(The records begins)

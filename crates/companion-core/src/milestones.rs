//! Milestones
//!
//! A fixed list of named goals attached to the companion at adoption.
//! Each is either achieved (stamped with a timestamp) or pending with
//! a numeric requirement. The achieved set only grows.

use chrono::{DateTime, Utc};
use serde::{Deserialize, Serialize};

use crate::actions::{ActionKind, DailyAction};
use crate::events::ProgressionEvent;
use crate::record::CompanionRecord;

/// What a pending milestone counts.
#[derive(Debug, Clone, Copy, PartialEq, Eq, Serialize, Deserialize)]
#[serde(rename_all = "lowercase")]
pub enum RequirementKind {
    /// Whole days since adoption.
    Days,
    /// Completed log-meal daily actions.
    Meals,
    /// Completed share-impact daily actions.
    Shares,
}

/// A named goal on the companion record.
///
/// Requirement fields are flat (not nested) to stay compatible with
/// legacy persisted records.
#[derive(Debug, Clone, PartialEq, Serialize, Deserialize)]
pub struct Milestone {
    pub id: String,
    pub name: String,
    pub achieved: bool,
    #[serde(default, alias = "date", skip_serializing_if = "Option::is_none")]
    pub achieved_at: Option<DateTime<Utc>>,
    #[serde(default, alias = "requirementType", skip_serializing_if = "Option::is_none")]
    pub requirement_kind: Option<RequirementKind>,
    #[serde(default, skip_serializing_if = "Option::is_none")]
    pub requirement: Option<u32>,
}

impl Milestone {
    fn achieved_now(id: &str, name: &str, now: DateTime<Utc>) -> Self {
        Self {
            id: id.to_string(),
            name: name.to_string(),
            achieved: true,
            achieved_at: Some(now),
            requirement_kind: None,
            requirement: None,
        }
    }

    fn pending(id: &str, name: &str, kind: RequirementKind, target: u32) -> Self {
        Self {
            id: id.to_string(),
            name: name.to_string(),
            achieved: false,
            achieved_at: None,
            requirement_kind: Some(kind),
            requirement: Some(target),
        }
    }
}

/// The milestone list every companion starts with. "Adoption Day" is
/// pre-achieved.
pub fn default_milestones(now: DateTime<Utc>) -> Vec<Milestone> {
    vec![
        Milestone::achieved_now("milestone-1", "Adoption Day", now),
        Milestone::pending("milestone-2", "First Week Together", RequirementKind::Days, 7),
        Milestone::pending("milestone-3", "First Month Anniversary", RequirementKind::Days, 30),
        Milestone::pending("milestone-4", "Log 10 Vegan Meals", RequirementKind::Meals, 10),
        Milestone::pending("milestone-5", "Share 5 Times", RequirementKind::Shares, 5),
    ]
}

fn daily_action_count(record: &CompanionRecord, action: DailyAction) -> u32 {
    record
        .actions
        .iter()
        .filter(|entry| entry.kind == ActionKind::Daily(action))
        .count() as u32
}

fn requirement_met(record: &CompanionRecord, kind: RequirementKind, target: u32, now: DateTime<Utc>) -> bool {
    let current = match kind {
        RequirementKind::Days => {
            let days = (now - record.adopted_at).num_days();
            if days < 0 {
                0
            } else {
                days as u32
            }
        }
        RequirementKind::Meals => daily_action_count(record, DailyAction::LogMeal),
        RequirementKind::Shares => daily_action_count(record, DailyAction::ShareImpact),
    };
    current >= target
}

/// Flips every pending milestone whose requirement is now met,
/// stamping the achievement time. Returns an event per newly
/// achieved milestone.
pub fn refresh_milestones(record: &mut CompanionRecord, now: DateTime<Utc>) -> Vec<ProgressionEvent> {
    let mut events = Vec::new();
    // Split borrow: requirement checks read the action history, flips
    // write the milestone list.
    let pending: Vec<usize> = record
        .milestones
        .iter()
        .enumerate()
        .filter_map(|(index, milestone)| {
            if milestone.achieved {
                return None;
            }
            let (kind, target) = (milestone.requirement_kind?, milestone.requirement?);
            requirement_met(record, kind, target, now).then_some(index)
        })
        .collect();

    for index in pending {
        let milestone = &mut record.milestones[index];
        milestone.achieved = true;
        milestone.achieved_at = Some(now);
        events.push(ProgressionEvent::MilestoneAchieved {
            id: milestone.id.clone(),
            name: milestone.name.clone(),
        });
    }
    events
}

#[cfg(test)]
mod tests {
    use super::*;
    use crate::species::rescue_roster;
    use chrono::Duration;

    fn fresh_record(now: DateTime<Utc>) -> CompanionRecord {
        CompanionRecord::adopt(&rescue_roster()[0], now)
    }

    #[test]
    fn test_adoption_day_pre_achieved() {
        let now = Utc::now();
        let milestones = default_milestones(now);
        assert_eq!(milestones.len(), 5);
        assert!(milestones[0].achieved);
        assert_eq!(milestones[0].achieved_at, Some(now));
        assert!(milestones[1..].iter().all(|m| !m.achieved));
    }

    #[test]
    fn test_refresh_is_noop_on_fresh_record() {
        let now = Utc::now();
        let mut record = fresh_record(now);
        assert!(refresh_milestones(&mut record, now).is_empty());
    }

    #[test]
    fn test_first_week_milestone() {
        let adopted = Utc::now();
        let mut record = fresh_record(adopted);
        let later = adopted + Duration::days(7);

        let events = refresh_milestones(&mut record, later);
        assert_eq!(events.len(), 1);
        assert_eq!(
            events[0],
            ProgressionEvent::MilestoneAchieved {
                id: "milestone-2".to_string(),
                name: "First Week Together".to_string(),
            }
        );
        assert!(record.milestones[1].achieved);
        assert_eq!(record.milestones[1].achieved_at, Some(later));
    }

    #[test]
    fn test_month_milestone_includes_week() {
        let adopted = Utc::now();
        let mut record = fresh_record(adopted);
        let later = adopted + Duration::days(45);

        let events = refresh_milestones(&mut record, later);
        assert_eq!(events.len(), 2);
    }

    #[test]
    fn test_achieved_milestones_stay_achieved() {
        let adopted = Utc::now();
        let mut record = fresh_record(adopted);
        let later = adopted + Duration::days(8);

        refresh_milestones(&mut record, later);
        // A second refresh reports nothing new and flips nothing back.
        let events = refresh_milestones(&mut record, later);
        assert!(events.is_empty());
        assert!(record.milestones[1].achieved);
    }

    #[test]
    fn test_legacy_milestone_shape_parses() {
        let json = r#"{
            "id": "milestone-2",
            "name": "First Week Together",
            "achieved": false,
            "requirementType": "days",
            "requirement": 7
        }"#;
        let milestone: Milestone = serde_json::from_str(json).unwrap();
        assert_eq!(milestone.requirement_kind, Some(RequirementKind::Days));
        assert_eq!(milestone.requirement, Some(7));
    }
}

(The records ends)

Instructions for the task: Word for word, give the records again.

Task result:
filename crates/companion-core/src/milestones.rs
//! Milestones
//!
//! A fixed list of named goals attached to the companion at adoption.
//! Each is either achieved (stamped with a timestamp) or pending with
//! a numeric requirement. The achieved set only grows.

use chrono::{DateTime, Utc};
use serde::{Deserialize, Serialize};

use crate::actions::{ActionKind, DailyAction};
use crate::events::ProgressionEvent;
use crate::record::CompanionRecord;

/// What a pending milestone counts.
#[derive(Debug, Clone, Copy, PartialEq, Eq, Serialize, Deserialize)]
#[serde(rename_all = "lowercase")]
pub enum RequirementKind {
    /// Whole days since adoption.
    Days,
    /// Completed log-meal daily actions.
    Meals,
    /// Completed share-impact daily actions.
    Shares,
}

/// A named goal on the companion record.
///
/// Requirement fields are flat (not nested) to stay compatible with
/// legacy persisted records.
#[derive(Debug, Clone, PartialEq, Serialize, Deserialize)]
pub struct Milestone {
    pub id: String,
    pub name: String,
    pub achieved: bool,
    #[serde(default, alias = "date", skip_serializing_if = "Option::is_none")]
    pub achieved_at: Option<DateTime<Utc>>,
    #[serde(default, alias = "requirementType", skip_serializing_if = "Option::is_none")]
    pub requirement_kind: Option<RequirementKind>,
    #[serde(default, skip_serializing_if = "Option::is_none")]
    pub requirement: Option<u32>,
}

impl Milestone {
    fn achieved_now(id: &str, name: &str, now: DateTime<Utc>) -> Self {
        Self {
            id: id.to_string(),
            name: name.to_string(),
            achieved: true,
            achieved_at: Some(now),
            requirement_kind: None,
            requirement: None,
        }
    }

    fn pending(id: &str, name: &str, kind: RequirementKind, target: u32) -> Self {
        Self {
            id: id.to_string(),
            name: name.to_string(),
            achieved: false,
            achieved_at: None,
            requirement_kind: Some(kind),
            requirement: Some(target),
        }
    }
}

/// The milestone list every companion starts with. "Adoption Day" is
/// pre-achieved.
pub fn default_milestones(now: DateTime<Utc>) -> Vec<Milestone> {
    vec![
        Milestone::achieved_now("milestone-1", "Adoption Day", now),
        Milestone::pending("milestone-2", "First Week Together", RequirementKind::Days, 7),
        Milestone::pending("milestone-3", "First Month Anniversary", RequirementKind::Days, 30),
        Milestone::pending("milestone-4", "Log 10 Vegan Meals", RequirementKind::Meals, 10),
        Milestone::pending("milestone-5", "Share 5 Times", RequirementKind::Shares, 5),
    ]
}

fn daily_action_count(record: &CompanionRecord, action: DailyAction) -> u32 {
    record
        .actions
        .iter()
        .filter(|entry| entry.kind == ActionKind::Daily(action))
        .count() as u32
}

fn requirement_met(record: &CompanionRecord, kind: RequirementKind, target: u32, now: DateTime<Utc>) -> bool {
    let current = match kind {
        RequirementKind::Days => {
            let days = (now - record.adopted_at).num_days();
            if days < 0 {
                0
            } else {
                days as u32
            }
        }
        RequirementKind::Meals => daily_action_count(record, DailyAction::LogMeal),
        RequirementKind::Shares => daily_action_count(record, DailyAction::ShareImpact),
    };
    current >= target
}

/// Flips every pending milestone whose requirement is now met,
/// stamping the achievement time. Returns an event per newly
/// achieved milestone.
pub fn refresh_milestones(record: &mut CompanionRecord, now: DateTime<Utc>) -> Vec<ProgressionEvent> {
    let mut events = Vec::new();
    // Split borrow: requirement checks read the action history, flips
    // write the milestone list.
    let pending: Vec<usize> = record
        .milestones
        .iter()
        .enumerate()
        .filter_map(|(index, milestone)| {
            if milestone.achieved {
                return None;
            }
            let (kind, target) = (milestone.requirement_kind?, milestone.requirement?);
            requirement_met(record, kind, target, now).then_some(index)
        })
        .collect();

    for index in pending {
        let milestone = &mut record.milestones[index];
        milestone.achieved = true;
        milestone.achieved_at = Some(now);
        events.push(ProgressionEvent::MilestoneAchieved {
            id: milestone.id.clone(),
            name: milestone.name.clone(),
        });
    }
    events
}

#[cfg(test)]
mod tests {
    use super::*;
    use crate::species::rescue_roster;
    use chrono::Duration;

    fn fresh_record(now: DateTime<Utc>) -> CompanionRecord {
        CompanionRecord::adopt(&rescue_roster()[0], now)
    }

    #[test]
    fn test_adoption_day_pre_achieved() {
        let now = Utc::now();
        let milestones = default_milestones(now);
        assert_eq!(milestones.len(), 5);
        assert!(milestones[0].achieved);
        assert_eq!(milestones[0].achieved_at, Some(now));
        assert!(milestones[1..].iter().all(|m| !m.achieved));
    }

    #[test]
    fn test_refresh_is_noop_on_fresh_record() {
        let now = Utc::now();
        let mut record = fresh_record(now);
        assert!(refresh_milestones(&mut record, now).is_empty());
    }

    #[test]
    fn test_first_week_milestone() {
        let adopted = Utc::now();
        let mut record = fresh_record(adopted);
        let later = adopted + Duration::days(7);

        let events = refresh_milestones(&mut record, later);
        assert_eq!(events.len(), 1);
        assert_eq!(
            events[0],
            ProgressionEvent::MilestoneAchieved {
                id: "milestone-2".to_string(),
                name: "First Week Together".to_string(),
            }
        );
        assert!(record.milestones[1].achieved);
        assert_eq!(record.milestones[1].achieved_at, Some(later));
    }

    #[test]
    fn test_month_milestone_includes_week() {
        let adopted = Utc::now();
        let mut record = fresh_record(adopted);
        let later = adopted + Duration::days(45);

        let events = refresh_milestones(&mut record, later);
        assert_eq!(events.len(), 2);
    }

    #[test]
    fn test_achieved_milestones_stay_achieved() {
        let adopted = Utc::now();
        let mut record = fresh_record(adopted);
        let later = adopted + Duration::days(8);

        refresh_milestones(&mut record, later);
        // A second refresh reports nothing new and flips nothing back.
        let events = refresh_milestones(&mut record, later);
        assert!(events.is_empty());
        assert!(record.milestones[1].achieved);
    }

    #[test]
    fn test_legacy_milestone_shape_parses() {
        let json = r#"{
            "id": "milestone-2",
            "name": "First Week Together",
            "achieved": false,
            "requirementType": "days",
            "requirement": 7
        }"#;
        let milestone: Milestone = serde_json::from_str(json).unwrap();
        assert_eq!(milestone.requirement_kind, Some(RequirementKind::Days));
        assert_eq!(milestone.requirement, Some(7));
    }
}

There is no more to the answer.